Australian and Israeli educators bond over the Yachad program.Some Australian indigenous communities refer to them as ‘seagulls’ – itinerant do-gooders who descend suddenly upon the disadvantaged townships offering hope and energy, only to disappear into the ether in a puff of broken promises.
But one group of Israeli thinkers from Hebrew University is challenging this stereotype, emphasizing its commitment to the communities – primarily located in rural, outback areas – for the long term. They have named their program Yachad – ‘together’ in Hebrew – but it might equally be called ‘boomerang,’ after the famed Aboriginal weapon which, no matter how far you throw it, can be counted upon to faithfully return.
Yachad is an initiative of the University’s NCJW Institute for Innovation in Education, which designs educational programs directed towards socially at-risk groups within Israeli society. Since 2004, a Yachad pilot project has been operating at eight schools across rural Australia. Now a larger contingent of community leaders and academics is considering ways in which the program – and their students’ prospects – might be strengthened further.
A group of 12 senior Australian educators have just completed a week-long visit to the university to learn about implementing the remedial education system in their country, and in doing so have discovered just how effective cross-cultural cooperation can prove.
“My dream is to establish some center in Australia where much of the work will be done,” said HU Professor Elite Olstain, who has headed the project since its conception. “If we have started a whole process of interaction between communities, then we will have done something really special.”
Olstain, of the Faculty of Education, estimated that around 300 Australian students have benefited from the Yachad Accelerated Learning Project, or YALP, so far. For those students – whose backgrounds place them at an educational disadvantage – the three year intervention program offers a second chance to succeed, Olstain told ISRAEL21c.
Such a chance is all too rare, since educational systems, in Israel and Australia alike, all operate upon the assumption that students share some cultural common ground. But for many children, apparently self-evident concepts can seem bafflingly foreign. In Israel, for example, students who have grown up speaking Arabic might approach textbooks with a degree of reverence which makes them unwilling to engage with them actively, leading to problems with plagiarism. Likewise, in indigenous Australian communities, the terms “study” or “summarize” may be virtually meaningless if a student has never encountered them previously.
YALP aims to address this educational disadvantage through intensive remedial intervention. Its techniques – such as the use of one-on-one 10-minute lessons and peer tutorial systems – have proven strikingly effective, with outcomes including improved attendance rates and library use, and the greater class participation of the targeted students.

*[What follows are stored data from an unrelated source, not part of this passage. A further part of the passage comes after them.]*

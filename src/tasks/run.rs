//! The running phase of an operation: a lazy sequence of progress events.
use std::fmt::{self, Write as _};

use super::Context;
use crate::exec::{ExecEvent, ExecStream, OutputLine};
use crate::logging::OperationStatus;
use crate::resources::plan::InstallPlan;

/// One queued unit of work, decided before the operation starts running.
#[derive(Debug, Clone, PartialEq, Eq)]
pub enum Step {
    /// The item is already on the host; nothing is compiled or spawned.
    AlreadyPresent {
        /// Item name.
        item: String,
    },
    /// The item's compiled plan is to be executed.
    Execute {
        /// Item name.
        item: String,
        /// Fully resolved plan.
        plan: InstallPlan,
    },
}

/// Counters for one operation run.
///
/// # Examples
///
/// ```
/// use jumpstart::tasks::RunStats;
///
/// let stats = RunStats { ran: 2, already_present: 3, ..RunStats::default() };
/// assert_eq!(stats.summary(false), "2 ran, 3 already present");
/// assert_eq!(stats.summary(true), "2 would run, 3 already present");
/// ```
#[derive(Debug, Clone, Copy, Default, PartialEq, Eq)]
pub struct RunStats {
    /// Plans executed (or, in a dry run, that would have been).
    pub ran: u32,
    /// Items skipped because they were already present.
    pub already_present: u32,
    /// Executed plans that reported a non-zero or missing exit code.
    pub non_zero: u32,
    /// Plans whose process could not be started.
    pub failed: u32,
}

impl RunStats {
    /// Format the summary string (e.g. "1 ran, 4 already present, 1 failed to launch").
    #[must_use]
    pub fn summary(&self, dry_run: bool) -> String {
        let verb = if dry_run { "would run" } else { "ran" };
        let mut text = format!("{} {verb}, {} already present", self.ran, self.already_present);
        if self.non_zero > 0 {
            let _ = write!(text, ", {} exited non-zero", self.non_zero);
        }
        if self.failed > 0 {
            let _ = write!(text, ", {} failed to launch", self.failed);
        }
        text
    }
}

/// Progress reported while an operation runs.
#[derive(Debug, Clone, PartialEq, Eq)]
pub enum ProgressEvent {
    /// The item was already present and was skipped.
    AlreadyPresent {
        /// Item name.
        item: String,
    },
    /// Dry run: the plan that would have been executed.
    WouldRun {
        /// Item name.
        item: String,
        /// The compiled plan.
        plan: InstallPlan,
    },
    /// The item's process was started.
    Started {
        /// Item name.
        item: String,
        /// The compiled plan.
        plan: InstallPlan,
    },
    /// A line of output from the running process.
    Output(OutputLine),
    /// The item's process exited.
    Finished {
        /// Item name.
        item: String,
        /// Exit code; `None` when ended by a signal.
        code: Option<i32>,
    },
    /// The item's process could not be started. The queue continues.
    LaunchFailed {
        /// Item name.
        item: String,
        /// Human-readable cause.
        message: String,
    },
    /// Final event of every completed run.
    Summary {
        /// Totals for the run.
        stats: RunStats,
        /// Whether the run was a dry run.
        dry_run: bool,
    },
}

impl fmt::Display for ProgressEvent {
    fn fmt(&self, f: &mut fmt::Formatter<'_>) -> fmt::Result {
        match self {
            Self::AlreadyPresent { item } => write!(f, "{item}: already present"),
            Self::WouldRun { item, plan } => write!(f, "{item}: would run {plan}"),
            Self::Started { item, plan } => write!(f, "{item}: running {plan}"),
            Self::Output(line) => f.write_str(&line.text),
            Self::Finished {
                item,
                code: Some(code),
            } => write!(f, "{item}: completed with code {code}"),
            Self::Finished { item, code: None } => write!(f, "{item}: terminated by signal"),
            Self::LaunchFailed { item, message } => write!(f, "{item}: {message}"),
            Self::Summary { stats, dry_run } => f.write_str(&stats.summary(*dry_run)),
        }
    }
}

struct Running {
    item: String,
    stream: ExecStream,
}

/// An operation past confirmation, executing its steps one at a time.
///
/// Steps are consumed front to back by index; the step list itself is never
/// modified. Nothing happens until the run is iterated. Every event is also
/// logged, so a caller that only drains the run still leaves a full record.
///
/// Dropping the run before its [`ProgressEvent::Summary`] terminates the
/// in-flight process and records the operation as cancelled.
pub struct OperationRun {
    name: String,
    steps: Vec<Step>,
    next_step: usize,
    running: Option<Running>,
    stats: RunStats,
    ctx: Context,
    recheck: bool,
    completed: bool,
}

impl fmt::Debug for OperationRun {
    fn fmt(&self, f: &mut fmt::Formatter<'_>) -> fmt::Result {
        f.debug_struct("OperationRun")
            .field("name", &self.name)
            .field("steps", &self.steps.len())
            .field("next_step", &self.next_step)
            .field("running", &self.running.as_ref().map(|r| &r.item))
            .field("stats", &self.stats)
            .field("completed", &self.completed)
            .finish_non_exhaustive()
    }
}

impl OperationRun {
    pub(super) fn new(name: &str, steps: Vec<Step>, ctx: Context) -> Self {
        Self {
            name: name.to_string(),
            steps,
            next_step: 0,
            running: None,
            stats: RunStats::default(),
            ctx,
            recheck: false,
            completed: false,
        }
    }

    /// Probe each item again before launching it once an earlier step has
    /// run, and skip it if it appeared in the meantime.
    #[must_use]
    pub(super) fn with_presence_recheck(mut self) -> Self {
        self.recheck = true;
        self
    }

    /// Name of the operation.
    #[must_use]
    pub fn name(&self) -> &str {
        &self.name
    }

    /// The queued steps, in execution order.
    #[must_use]
    pub fn steps(&self) -> &[Step] {
        &self.steps
    }

    /// Totals so far.
    #[must_use]
    pub const fn stats(&self) -> RunStats {
        self.stats
    }

    fn poll_running(&mut self) -> Option<ProgressEvent> {
        let mut running = self.running.take()?;
        match running.stream.next() {
            Some(ExecEvent::Line(line)) => {
                self.ctx.log.output(&line);
                self.running = Some(running);
                Some(ProgressEvent::Output(line))
            }
            Some(ExecEvent::Exited { code }) => Some(self.finish_item(running.item, code)),
            None => Some(self.finish_item(running.item, None)),
        }
    }

    fn finish_item(&mut self, item: String, code: Option<i32>) -> ProgressEvent {
        match code {
            Some(0) => self.ctx.log.debug(&format!("{item}: exited with code 0")),
            Some(code) => {
                self.stats.non_zero += 1;
                self.ctx.log.info(&format!("{item}: exited with code {code}"));
            }
            None => {
                self.stats.non_zero += 1;
                self.ctx.log.warn(&format!("{item}: terminated by signal"));
            }
        }
        ProgressEvent::Finished { item, code }
    }

    fn start_step(&mut self, step: Step) -> ProgressEvent {
        match step {
            Step::AlreadyPresent { item } => {
                self.ctx.log.debug(&format!("ok: {item} (already present)"));
                self.stats.already_present += 1;
                ProgressEvent::AlreadyPresent { item }
            }
            Step::Execute { item, plan } if self.ctx.dry_run => {
                self.ctx.log.dry_run(&format!("would run: {plan}"));
                self.stats.ran += 1;
                ProgressEvent::WouldRun { item, plan }
            }
            Step::Execute { item, .. }
                if self.recheck && self.stats.ran > 0 && self.ctx.executor.which(&item) =>
            {
                self.ctx
                    .log
                    .debug(&format!("ok: {item} (provided by an earlier step)"));
                self.stats.already_present += 1;
                ProgressEvent::AlreadyPresent { item }
            }
            Step::Execute { item, plan } => match self.ctx.executor.spawn(&plan) {
                Ok(stream) => {
                    self.ctx.log.info(&format!("{item}: {plan}"));
                    self.stats.ran += 1;
                    self.running = Some(Running {
                        item: item.clone(),
                        stream,
                    });
                    ProgressEvent::Started { item, plan }
                }
                Err(e) => {
                    self.ctx.log.error(&format!("{item}: {e}"));
                    self.stats.failed += 1;
                    ProgressEvent::LaunchFailed {
                        item,
                        message: e.to_string(),
                    }
                }
            },
        }
    }

    fn complete(&mut self) -> ProgressEvent {
        self.completed = true;
        let summary = self.stats.summary(self.ctx.dry_run);
        self.ctx.log.info(&summary);

        let status = if self.stats.failed > 0 {
            OperationStatus::Failed
        } else if self.ctx.dry_run {
            OperationStatus::DryRun
        } else {
            OperationStatus::Ok
        };
        self.ctx.log.record(&self.name, status, Some(&summary));

        ProgressEvent::Summary {
            stats: self.stats,
            dry_run: self.ctx.dry_run,
        }
    }
}

impl Iterator for OperationRun {
    type Item = ProgressEvent;

    fn next(&mut self) -> Option<ProgressEvent> {
        if self.completed {
            return None;
        }
        if let Some(event) = self.poll_running() {
            return Some(event);
        }
        if let Some(step) = self.steps.get(self.next_step).cloned() {
            self.next_step += 1;
            return Some(self.start_step(step));
        }
        Some(self.complete())
    }
}

impl Drop for OperationRun {
    fn drop(&mut self) {
        if self.completed {
            return;
        }
        let remaining = self.steps.len() - self.next_step;
        if let Some(running) = self.running.take() {
            self.ctx
                .log
                .warn(&format!("{}: stopping {}", self.name, running.item));
            // Dropping the stream terminates the child.
            drop(running);
        }
        let message = format!("cancelled, {remaining} item(s) not started");
        self.ctx.log.warn(&format!("{}: {message}", self.name));
        self.ctx
            .log
            .record(&self.name, OperationStatus::Cancelled, Some(&message));
    }
}
//! Embeds the build version as `JUMPSTART_VERSION`.
use std::process::Command;

fn main() {
    // Prefer JUMPSTART_VERSION env var if set (e.g., by a release workflow),
    // otherwise fall back to git describe for local development builds.
    if let Ok(version) = std::env::var("JUMPSTART_VERSION") {
        println!("cargo:rustc-env=JUMPSTART_VERSION={version}");
    } else if let Ok(output) = Command::new("git")
        .args(["describe", "--tags", "--always", "--dirty"])
        .output()
        && output.status.success()
    {
        let version = String::from_utf8_lossy(&output.stdout).trim().to_string();
        println!("cargo:rustc-env=JUMPSTART_VERSION={version}");
    }

    // Re-run if git HEAD changes or env var changes
    println!("cargo:rerun-if-changed=.git/HEAD");
    println!("cargo:rerun-if-changed=.git/refs/");
    println!("cargo:rerun-if-env-changed=JUMPSTART_VERSION");
}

Olstain tells the story of ten-year-old George from regional Victoria, who couldn’t read – he was “mentally blocked.” But the 10-minute system worked, and within six months he won a national prize for children making the most improvement in reading. Now his mother proudly complains of the fact that ‘I have to hide my Christmas list, because otherwise George will read it’, said Olstain, adding that YALP’s pedagogical flexibility “might be summed up as ‘if I can’t learn the way you teach me, teach me the way I can learn.'”
And as the Australian visitors discovered, this cultural openness can operate on a global scale -to spectacular results.
“We have a lot to learn from Israel,” says Sue Willis, Dean of the Faculty of Education at Monash University in Melbourne. “It has significant foreign language communities, from Russia and Ethiopia in particular, and has had to make enormous gains in a very short time, not only in bringing individuals to a level of literacy in Hebrew but in bringing them to literacy itself.”
Australia shares a similar record of immigration, she told ISRAEL21c – more than 22% of the population speaks English as a second language – but lacks experience in educating individuals for whom reading and writing are foreign concepts in themselves.
That’s where the Israeli expertise comes in. During their visit, the Australian delegation toured a number of sites where Yachad’s techniques in cross-cultural language education have been implemented – such as the Bedouin tent community of Kseyfeh, near Nazareth, and the Jerusalem College of Technology’s ‘Ethiopians for Engineers’ program, both of which draw students from non-mainstream educational backgrounds. The experience, says Willis, has been beneficial – but by no means one-sided.
“We also have a lot to learn from each other. If everyone had the same perspectives, then we would learn nothing.”
For a program which takes its name from the idea of unity, a remarkable amount of energy has been generated during the two-week discussion of differences. “More than anything,” notes Willis, “it’s the fresh eyes that help.” And if the buzz in the seminar room is anything to go by, those eyes will soon see a future even brighter than before.